Re: blk-mq flush fix

linux-kernel.vger.kernel.org archive mirror
 help / color / mirror / Atom feed

From: Shaohua Li <shli@kernel.org>
To: Jens Axboe <axboe@kernel.dk>
Cc: Christoph Hellwig <hch@infradead.org>,
	Alexander Gordeev <agordeev@redhat.com>,
	Tejun Heo <tj@kernel.org>,
	Nicholas Bellinger <nab@linux-iscsi.org>,
	linux-kernel <linux-kernel@vger.kernel.org>
Subject: Re: blk-mq flush fix
Date: Tue, 29 Oct 2013 03:47:41 +0800	[thread overview]
Message-ID: <20131028194741.GA24664@kernel.org> (raw)
In-Reply-To: <526EBD51.1010804@kernel.dk>

On Mon, Oct 28, 2013 at 01:38:57PM -0600, Jens Axboe wrote:
> On 10/28/2013 10:57 AM, Shaohua Li wrote:
> > 
> > 
> > 
> > 2013/10/28 Jens Axboe <axboe@kernel.dk <mailto:axboe@kernel.dk>>
> > 
> >     On 10/28/2013 02:48 AM, Christoph Hellwig wrote:
> >     > On Sun, Oct 27, 2013 at 10:29:25PM +0000, Jens Axboe wrote:
> >     >> On Sat, Oct 26 2013, Christoph Hellwig wrote:
> >     >>> I think this variant of the patch from Alexander should fix the
> >     issue
> >     >>> in a minimally invasive way.  Longer term I'd prefer to use
> >     q->flush_rq
> >     >>> like in the non-mq case by copying over the context and tag
> >     information.
> >     >>
> >     >> This one is pretty simple, we could definitely use it as a band
> >     aid. I
> >     >> too would greatly prefer using the static ->flush_rq instead.
> >     Just have
> >     >> it marked to bypass most of the free logic.
> >     >
> >     > We already bypass the free logical by setting and end_io callback for
> >     > a while, similar to what the old code does.  Maybe it's not all that
> >     > hard to prealloc the request, let me give a sping.  Using the static
> >     > allocated one will be hard due to the driver-specific extra data,
> >     > though.
> > 
> >     It's not that I think the existing patch is THAT bad, it fits in alright
> >     with the reserved tagging and works regardless of whether a driver uses
> >     reserved tags or not. And it does have the upside of not requiring
> >     special checks or logic for this special non-tagged request that using
> >     the preallocated would might need.
> > 
> >     >> I'll add this one.
> >     >
> >     > Gimme another day or so to figure this out.
> > 
> >     OK, holding off.
> > 
> > 
> > Another option: we could throttle flush-request allocation in
> > blk_mq_alloc_request(), for example, flush_req_nr >= max_tags - 1, make
> > the allocation wait.
> 
> That could work too. If we back off, then we could restart it once a
> request completes. That does, however, requiring checking that and
> potentially kicking all the queues on completion when that happens.
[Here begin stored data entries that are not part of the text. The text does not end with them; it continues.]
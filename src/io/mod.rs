//! Input/output helpers.
//!
//! Only the per-partition binary sample archives live here; volumetric image
//! reading/writing belongs to out-of-scope collaborators.

pub mod samples;

pub use samples::*;
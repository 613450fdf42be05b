//! Fitting orchestration.
//!
//! Responsibilities:
//!
//! - walk the dataset one partition at a time (strictly sequential, so the
//!   memory footprint stays bounded)
//! - seed initial estimates via grid search when the model configures one
//! - refine every voxel with Levenberg-Marquardt
//! - run MCMC from the refined estimates, or copy the point estimate into
//!   the single sample slot when sampling is disabled

pub mod grid;
pub mod levmar;
pub mod mcmc;
pub mod prior;

pub use grid::*;
pub use levmar::*;
pub use mcmc::*;

use crate::domain::RunConfig;
use crate::error::AppError;
use crate::model::capability::SignalModel;
use crate::model::descriptor::ModelDescriptor;
use crate::store::parameters::ParameterStore;

/// Aggregate outcome of a full fitting run.
#[derive(Debug, Clone, Copy, Default)]
pub struct RunSummary {
    /// Real voxels processed.
    pub nvox: usize,
    /// Voxels whose LM refinement met the convergence criteria.
    pub lm_converged: usize,
    /// Mean MCMC acceptance rate across voxels, when sampling ran.
    pub mean_acceptance: Option<f64>,
}

/// Drives one dataset partition set through grid search, LM and MCMC.
pub struct FitEngine<'a, M: SignalModel> {
    model: &'a M,
    descriptor: &'a ModelDescriptor,
    config: &'a RunConfig,
}

impl<'a, M: SignalModel> FitEngine<'a, M> {
    pub fn new(model: &'a M, descriptor: &'a ModelDescriptor, config: &'a RunConfig) -> Self {
        Self {
            model,
            descriptor,
            config,
        }
    }

    /// Fit every voxel of the store, partition by partition.
    pub fn run(&self, store: &mut ParameterStore) -> Result<RunSummary, AppError> {
        let grid = GridSearch::new(self.model, self.descriptor);
        let lm = LevenbergMarquardt::new(self.model, self.descriptor, self.config);
        let sampler = McmcSampler::new(self.model, self.descriptor, self.config);

        let mut summary = RunSummary::default();
        let mut acceptance_sum = 0.0;
        let mut acceptance_voxels = 0usize;

        for part in 0..store.layout().npartitions() {
            store.load_partition(part)?;
            {
                let mut active = store.active_partition()?;
                summary.nvox += active.nvox;

                if self.descriptor.grid().is_some() {
                    grid.run(&mut active);
                }
                if self.config.run_levmar {
                    let reports = lm.run(&mut active);
                    summary.lm_converged += reports.iter().filter(|r| r.converged).count();
                }
                if self.config.run_mcmc {
                    let stats = sampler.run(&mut active);
                    acceptance_voxels += stats.len();
                    acceptance_sum += stats.iter().map(|s| s.acceptance_rate()).sum::<f64>();
                }
            }
            store.copy_params_back()?;
            if self.config.run_mcmc {
                store.copy_samples_back()?;
            }
            log::debug!(
                "partition {part}/{} processed ({} voxels)",
                store.layout().npartitions(),
                store.layout().partition_size(part)
            );
        }

        if !self.config.run_mcmc {
            store.copy_params_to_samples()?;
        }
        if acceptance_voxels > 0 {
            summary.mean_acceptance = Some(acceptance_sum / acceptance_voxels as f64);
        }
        Ok(summary)
    }
}
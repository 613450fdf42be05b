//! Pluggable signal-model abstraction.
//!
//! A model is supplied by a "designer" as a capability implementation
//! ([`SignalModel`]) plus a declarative specification (bounds, priors, grid)
//! validated into an immutable [`ModelDescriptor`]. The engine never knows
//! which concrete model it is running.

pub mod capability;
pub mod descriptor;
pub mod toy;

pub use capability::*;
pub use descriptor::*;
pub use toy::*;
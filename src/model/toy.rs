//! A minimal example model: exponential decay.
//!
//! `f(P) = exp(-P0 * X) * P1`, with one common fixed parameter `X` per
//! measurement (e.g. an acquisition time or b-value). Shipped mainly for
//! tests and as a template for model designers; real models live outside the
//! engine.

use crate::model::capability::SignalModel;

/// Two-parameter exponential decay, `P0` = rate, `P1` = amplitude.
#[derive(Debug, Clone, Copy, Default)]
pub struct ExpDecay;

impl SignalModel for ExpDecay {
    fn nparams(&self) -> usize {
        2
    }

    fn signal(&self, p: &[f64], cfp: &[f64], _fp: &[f64]) -> f64 {
        (-p[0] * cfp[0]).exp() * p[1]
    }
}

#[cfg(test)]
mod tests {
    use super::*;

    #[test]
    fn signal_decays_with_x() {
        let model = ExpDecay;
        let p = [1.0, 2.0];
        let near = model.signal(&p, &[0.1], &[]);
        let far = model.signal(&p, &[5.0], &[]);
        assert!(near > far);
        assert!((model.signal(&p, &[0.0], &[]) - 2.0).abs() < 1e-15);
    }
}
Sounds not a big problem because the case flush_req uses all tags is very rare.
The good side is we can avoid reserving a tag, which is precious.

I cooked a patch to demonstrate the idea, only compiled yet.

diff --git a/block/blk-flush.c b/block/blk-flush.c
index 3e4cc9c..192c2aa 100644
--- a/block/blk-flush.c
+++ b/block/blk-flush.c
@@ -284,7 +284,6 @@ static void mq_flush_work(struct work_struct *work)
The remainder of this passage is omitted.